- Exercise directions
Each line from the opening of the records that follow to the line with "use crate::lifecycle::virtual_machine::VirtualMachine;" needs to be written out exactly. Add nothing.

Dataset entries:
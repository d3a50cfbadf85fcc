//! A managed unikernel instance.

use crate::core::domain::{
    error::{CunikError, CunikResult},
    model::{fleet_record::FleetRecord, guest_config::GuestConfig, guest_status::GuestStatus},
};
use crate::core::infrastructure::{
    control_plane::ControlPlane,
    fleet_registry::FleetRegistry,
    registry::{DataVolumeRegistry, ImageRegistry},
};
use crate::lifecycle::virtual_machine::VirtualMachine;
use std::sync::Arc;
use tracing::{error, info, warn};
use uuid::Uuid;

/// The collaborators a guest is created against.
#[derive(Clone)]
pub(crate) struct GuestContext {
    pub(crate) plane: Arc<ControlPlane>,
    pub(crate) images: Arc<dyn ImageRegistry>,
    pub(crate) volumes: Arc<dyn DataVolumeRegistry>,
    pub(crate) fleet: Arc<dyn FleetRegistry>,
}

/// A unikernel guest: one virtual machine plus its tracked status.
///
/// `status` only ever reflects a lifecycle operation the control plane
/// confirmed; a failed operation leaves it untouched. All operations take
/// `&mut self`, so a guest has a single writer; share it behind a
/// `tokio::sync::Mutex` when several tasks drive it.
///
/// A guest must be torn down with [`Guest::destroy`] (or created through
/// [`GuestManager::with_guest`]). Dropping a guest that still owns its
/// domain leaves the domain defined and logs a warning.
///
/// [`GuestManager::with_guest`]: crate::GuestManager::with_guest
pub struct Guest {
    id: Uuid,
    name: String,
    status: GuestStatus,
    vm: Option<VirtualMachine>,
    fleet: Arc<dyn FleetRegistry>,
}

impl Guest {
    /// Resolves `config`, defines its domain and registers the new guest.
    ///
    /// When registration fails the freshly defined domain is torn down
    /// before the error is returned.
    pub(crate) async fn create(config: &GuestConfig, context: &GuestContext) -> CunikResult<Self> {
        let domain_config = config
            .resolve(context.images.as_ref(), context.volumes.as_ref())
            .await?;
        let vm = VirtualMachine::define(Arc::clone(&context.plane), &domain_config).await?;

        let id = Uuid::new_v4();
        let record = FleetRecord {
            id,
            name: config.name().to_string(),
            status: GuestStatus::NotStarted,
        };
        if let Err(e) = context.fleet.register(record).await {
            warn!("Registration of guest '{}' failed, tearing down its domain", config.name());
            if let Err(cleanup) = vm.destroy().await {
                warn!(
                    "Teardown of unregistered guest '{}' failed: {}",
                    config.name(),
                    cleanup
                );
            }
            return Err(e);
        }

        info!("Created guest '{}' ({})", config.name(), id);
        Ok(Self {
            id,
            name: config.name().to_string(),
            status: GuestStatus::NotStarted,
            vm: Some(vm),
            fleet: Arc::clone(&context.fleet),
        })
    }

    pub fn id(&self) -> Uuid {
        self.id
    }

    pub fn name(&self) -> &str {
        &self.name
    }

    pub fn status(&self) -> GuestStatus {
        self.status
    }

    /// Whether the guest still owns its virtual machine.
    pub fn has_domain(&self) -> bool {
        self.vm.is_some()
    }

    /// Starts (or resumes) the guest and records `Running`.
    ///
    /// # Errors
    /// * `CunikError::InvalidState` if the guest no longer owns a domain
    /// * errors from [`VirtualMachine::start`]; status is left unchanged
    /// * `CunikError::Registry` if the new status cannot be recorded
    pub async fn start(&mut self) -> CunikResult<()> {
        self.vm_mut("start")?.start().await?;
        self.transition(GuestStatus::Running).await
    }

    /// Suspends the guest and records `Stopped`.
    ///
    /// # Errors
    /// * `CunikError::InvalidState` if the guest no longer owns a domain
    /// * errors from [`VirtualMachine::stop`]; status is left unchanged
    /// * `CunikError::Registry` if the new status cannot be recorded
    pub async fn stop(&mut self) -> CunikResult<()> {
        self.vm_mut("stop")?.stop().await?;
        self.transition(GuestStatus::Stopped).await
    }

    /// Destroys the guest's domain and removes it from the fleet registry.
    ///
    /// The virtual machine is released whatever the outcome. Status becomes
    /// `Destroyed` only if the teardown succeeded; otherwise the guest keeps
    /// its previous status, accepts no further operations, and the error is
    /// returned.
    pub async fn destroy(&mut self) -> CunikResult<()> {
        let vm = self
            .vm
            .take()
            .ok_or_else(|| self.invalid_state("destroy"))?;

        if let Err(e) = vm.destroy().await {
            error!(
                "Teardown of guest '{}' ({}) failed, its domain may still exist: {}",
                self.name, self.id, e
            );
            return Err(e);
        }

        self.status = GuestStatus::Destroyed;
        info!("Guest '{}' ({}) destroyed", self.name, self.id);
        self.fleet.remove(self.id).await
    }

    fn vm_mut(&mut self, operation: &'static str) -> CunikResult<&mut VirtualMachine> {
        match self.vm {
            Some(ref mut vm) => Ok(vm),
            None => Err(self.invalid_state(operation)),
        }
    }

    fn invalid_state(&self, operation: &'static str) -> CunikError {
        let status = if self.status.is_terminal() {
            self.status.to_string()
        } else {
            format!("{} after a failed destroy", self.status)
        };
        CunikError::InvalidState {
            guest: self.id.to_string(),
            operation,
            status,
        }
    }

    async fn transition(&mut self, status: GuestStatus) -> CunikResult<()> {
        self.status = status;
        info!("Guest '{}' ({}) is now {}", self.name, self.id, status);
        self.fleet.update(self.id, status).await
    }
}

impl std::fmt::Debug for Guest {
    fn fmt(&self, f: &mut std::fmt::Formatter<'_>) -> std::fmt::Result {
        f.debug_struct("Guest")
            .field("id", &self.id)
            .field("name", &self.name)
            .field("status", &self.status)
            .field("vm", &self.vm)
            .finish()
    }
}

impl Drop for Guest {
    fn drop(&mut self) {
        if let Some(vm) = &self.vm {
            warn!(
                "Guest '{}' ({}) dropped without destroy; domain '{}' is still defined",
                self.name,
                self.id,
                vm.name()
            );
        }
    }
}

- Written answer
repository d3a50cfbadf85fcc
//! A managed unikernel instance.

use crate::core::domain::{
    error::{CunikError, CunikResult},
    model::{fleet_record::FleetRecord, guest_config::GuestConfig, guest_status::GuestStatus},
};
use crate::core::infrastructure::{
    control_plane::ControlPlane,
    fleet_registry::FleetRegistry,
    registry::{DataVolumeRegistry, ImageRegistry},
};
use crate::lifecycle::virtual_machine::VirtualMachine;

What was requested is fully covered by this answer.